EXERCISE OBJECTIVE
Lines holding the word "PostOnly" are the ones to copy from the data below.

*** Opening of GIVEN INFORMATION ***

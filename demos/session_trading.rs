//! Establishes a session, places a post-only bid and cancels it.
//!
//! ```sh
//! O2_PRIVATE_KEY=0x... O2_TRADE_ACCOUNT=0x... \
//!     cargo run --example session_trading --features tracing -- FUEL/USDC 0.02 500
//! ```

use std::env;

use o2_client_sdk::session::SessionHandle;
use o2_client_sdk::signing::WalletKind;
use o2_client_sdk::trader::{Network, OrderRequest, Trader, TraderConfig, TradingPolicies};
use o2_client_sdk::types::{OrderType, Side, parse_b256};
use secrecy::SecretString;
use tracing::info;
use tracing_subscriber::EnvFilter;

#[tokio::main]
async fn main() -> anyhow::Result<()> {
    tracing_subscriber::fmt()
        .with_env_filter(EnvFilter::try_from_default_env().unwrap_or_else(|_e| "debug".into()))
        .init();

    let mut args = env::args().skip(1);
    let pair = args.next().unwrap_or_else(|| "FUEL/USDC".to_owned());
    let price = args.next().unwrap_or_else(|| "0.02".to_owned());
    let quantity = args.next().unwrap_or_else(|| "500".to_owned());

    let private_key = SecretString::from(env::var("O2_PRIVATE_KEY")?);
    let trade_account_id = parse_b256("O2_TRADE_ACCOUNT", &env::var("O2_TRADE_ACCOUNT")?)?;
    let wallet_kind = env::var("O2_WALLET_KIND")
        .ok()
        .map(|kind| kind.parse::<WalletKind>())
        .transpose()?
        .unwrap_or(WalletKind::Fuel);

    let config = TraderConfig::for_network(
        Network::Testnet,
        private_key,
        wallet_kind,
        TradingPolicies::default().with_collect_orders(true),
    )?;
    let trader = Trader::from_config(config)?;
    info!(owner = %trader.owner().address(), "trader ready");

    let market = trader.market_by_symbol(&pair).await?;
    let session = SessionHandle::new();
    let receipt = trader
        .establish_session(&session, trade_account_id, &[market.market_id])
        .await?;
    info!(tx_id = %receipt.tx_id, expiry = receipt.session_expiry, "session established");

    let order = OrderRequest::new(Side::Buy, price.as_str(), quantity.as_str())
        .with_order_type(OrderType::PostOnly)
        .with_settle_first(true);
    let placed = trader.create_order(&session, &market.market_id, order).await?;
    info!(tx_id = %placed.tx_id, nonce = placed.nonce, orders = ?placed.orders, "order placed");

    let order_ids = placed
        .orders
        .iter()
        .filter_map(|order| order.get("order_id").and_then(|id| id.as_str()))
        .map(|id| parse_b256("order_id", id))
        .collect::<o2_client_sdk::Result<Vec<_>>>()?;
    for receipt in trader
        .cancel_orders(&session, &market.market_id, &order_ids)
        .await?
    {
        info!(tx_id = %receipt.tx_id, nonce = receipt.nonce, "cancelled");
    }

    Ok(())
}
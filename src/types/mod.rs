//! Domain types shared by every layer.

mod action;
mod identity;
mod market;

pub use action::{Action, OrderType, Side};
pub use alloy::primitives::{Address, B256, U256};
pub use identity::Identity;
pub use market::{Market, MarketAsset, MarketsResponse};
pub use rust_decimal::Decimal;

use crate::Result;
use crate::error::Error;

/// Unsigned 64-bit on-chain fixed-point integer (scaled price or quantity).
pub type ChainInt = u64;

pub type ChainId = u64;

/// Builds a 32-byte value from a slice, rejecting any other length.
pub fn b256_from_slice(field: &str, bytes: &[u8]) -> Result<B256> {
    if bytes.len() != 32 {
        return Err(Error::malformed_address(field, bytes.len()));
    }
    Ok(B256::from_slice(bytes))
}

/// Parses a hex string (with or without `0x`) into exactly 32 bytes.
pub fn parse_b256(field: &str, text: &str) -> Result<B256> {
    let trimmed = text.trim();
    let hex = trimmed
        .strip_prefix("0x")
        .or_else(|| trimmed.strip_prefix("0X"))
        .unwrap_or(trimmed);
    let bytes = alloy::hex::decode(hex)
        .map_err(|e| Error::validation(format!("{field} is not valid hex: {e}")))?;
    b256_from_slice(field, &bytes)
}

/// Left-pads a 20-byte EVM address with zeros to its 32-byte owner identity.
///
/// This is the only place in the crate where a value is padded to 32 bytes.
#[must_use]
pub fn b256_from_evm(address: Address) -> B256 {
    B256::left_padding_from(address.as_slice())
}
//! Big-endian encoders for the primitives the exchange contracts decode.
//!
//! Every integer is a `u64` in 8 big-endian bytes. Variable-length values are
//! length-prefixed, enums carry a `u64` discriminant, and nothing is padded or
//! aligned: values are concatenated back to back.

use crate::Result;
use crate::types::{B256, ChainInt, Identity, OrderType};

/// Width of every integer slot.
pub const WORD: usize = 8;

pub const OPTION_NONE: u64 = 0;
pub const OPTION_SOME: u64 = 1;

/// Append-only buffer used to assemble payloads.
#[derive(Debug, Default)]
pub struct ByteWriter {
    buf: Vec<u8>,
}

impl ByteWriter {
    #[must_use]
    pub fn with_capacity(capacity: usize) -> Self {
        Self {
            buf: Vec::with_capacity(capacity),
        }
    }

    pub fn put_u64(&mut self, value: u64) -> &mut Self {
        self.buf.extend_from_slice(&value.to_be_bytes());
        self
    }

    pub fn put_bytes(&mut self, bytes: &[u8]) -> &mut Self {
        self.buf.extend_from_slice(bytes);
        self
    }

    pub fn put_b256(&mut self, value: &B256) -> &mut Self {
        self.put_bytes(value.as_slice())
    }

    /// `u64(len) ‖ bytes`.
    pub fn put_sized(&mut self, bytes: &[u8]) -> &mut Self {
        self.put_u64(bytes.len() as u64).put_bytes(bytes)
    }

    pub fn put_selector(&mut self, name: &str) -> &mut Self {
        self.put_sized(name.as_bytes())
    }

    pub fn put_identity(&mut self, identity: &Identity) -> &mut Self {
        self.put_u64(identity.discriminant())
            .put_b256(identity.bits())
    }

    pub fn put_order_args(
        &mut self,
        price: ChainInt,
        quantity: ChainInt,
        order_type: &OrderType,
    ) -> &mut Self {
        self.put_u64(price)
            .put_u64(quantity)
            .put_u64(order_type.discriminant());
        match order_type {
            OrderType::Limit { price, timestamp } => self.put_u64(*price).put_u64(*timestamp),
            OrderType::BoundedMarket {
                max_price,
                min_price,
            } => self.put_u64(*max_price).put_u64(*min_price),
            OrderType::Spot | OrderType::FillOrKill | OrderType::PostOnly | OrderType::Market => {
                self
            }
        }
    }

    /// `u64(0)` or `u64(1) ‖ u64(len) ‖ data`.
    pub fn put_call_data(&mut self, data: Option<&[u8]>) -> &mut Self {
        match data {
            None => self.put_u64(OPTION_NONE),
            Some(bytes) => self.put_u64(OPTION_SOME).put_sized(bytes),
        }
    }

    #[must_use]
    pub fn len(&self) -> usize {
        self.buf.len()
    }

    #[must_use]
    pub fn is_empty(&self) -> bool {
        self.buf.is_empty()
    }

    #[must_use]
    pub fn finish(self) -> Vec<u8> {
        self.buf
    }
}

#[must_use]
pub fn u64_be(value: u64) -> [u8; WORD] {
    value.to_be_bytes()
}

/// `u64(len(name)) ‖ utf8(name)`.
#[must_use]
pub fn function_selector(name: &str) -> Vec<u8> {
    let mut writer = ByteWriter::with_capacity(WORD + name.len());
    writer.put_selector(name);
    writer.finish()
}

/// `u64(discriminant) ‖ address`; the address must be exactly 32 bytes.
pub fn identity(discriminant: u64, address: &[u8]) -> Result<Vec<u8>> {
    let identity = Identity::from_parts(discriminant, address)?;
    Ok(encode_identity(&identity))
}

#[must_use]
pub fn encode_identity(identity: &Identity) -> Vec<u8> {
    let mut writer = ByteWriter::with_capacity(WORD + 32);
    writer.put_identity(identity);
    writer.finish()
}

#[must_use]
pub fn option_none() -> Vec<u8> {
    u64_be(OPTION_NONE).to_vec()
}

/// `u64(1) ‖ data`. The payload itself is not length-prefixed.
#[must_use]
pub fn option_some(data: &[u8]) -> Vec<u8> {
    let mut writer = ByteWriter::with_capacity(WORD + data.len());
    writer.put_u64(OPTION_SOME).put_bytes(data);
    writer.finish()
}

#[must_use]
pub fn option_call_data(data: Option<&[u8]>) -> Vec<u8> {
    let mut writer = ByteWriter::with_capacity(2 * WORD + data.map_or(0, <[u8]>::len));
    writer.put_call_data(data);
    writer.finish()
}

/// `u64(price) ‖ u64(quantity) ‖ order type`, tightly packed.
#[must_use]
pub fn order_args(price: ChainInt, quantity: ChainInt, order_type: &OrderType) -> Vec<u8> {
    let mut writer = ByteWriter::with_capacity(5 * WORD);
    writer.put_order_args(price, quantity, order_type);
    writer.finish()
}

*** Close of GIVEN INFORMATION ***

SOLUTION TO THIS PROBLEM
        .with_order_type(OrderType::PostOnly)
            OrderType::Spot | OrderType::FillOrKill | OrderType::PostOnly | OrderType::Market => {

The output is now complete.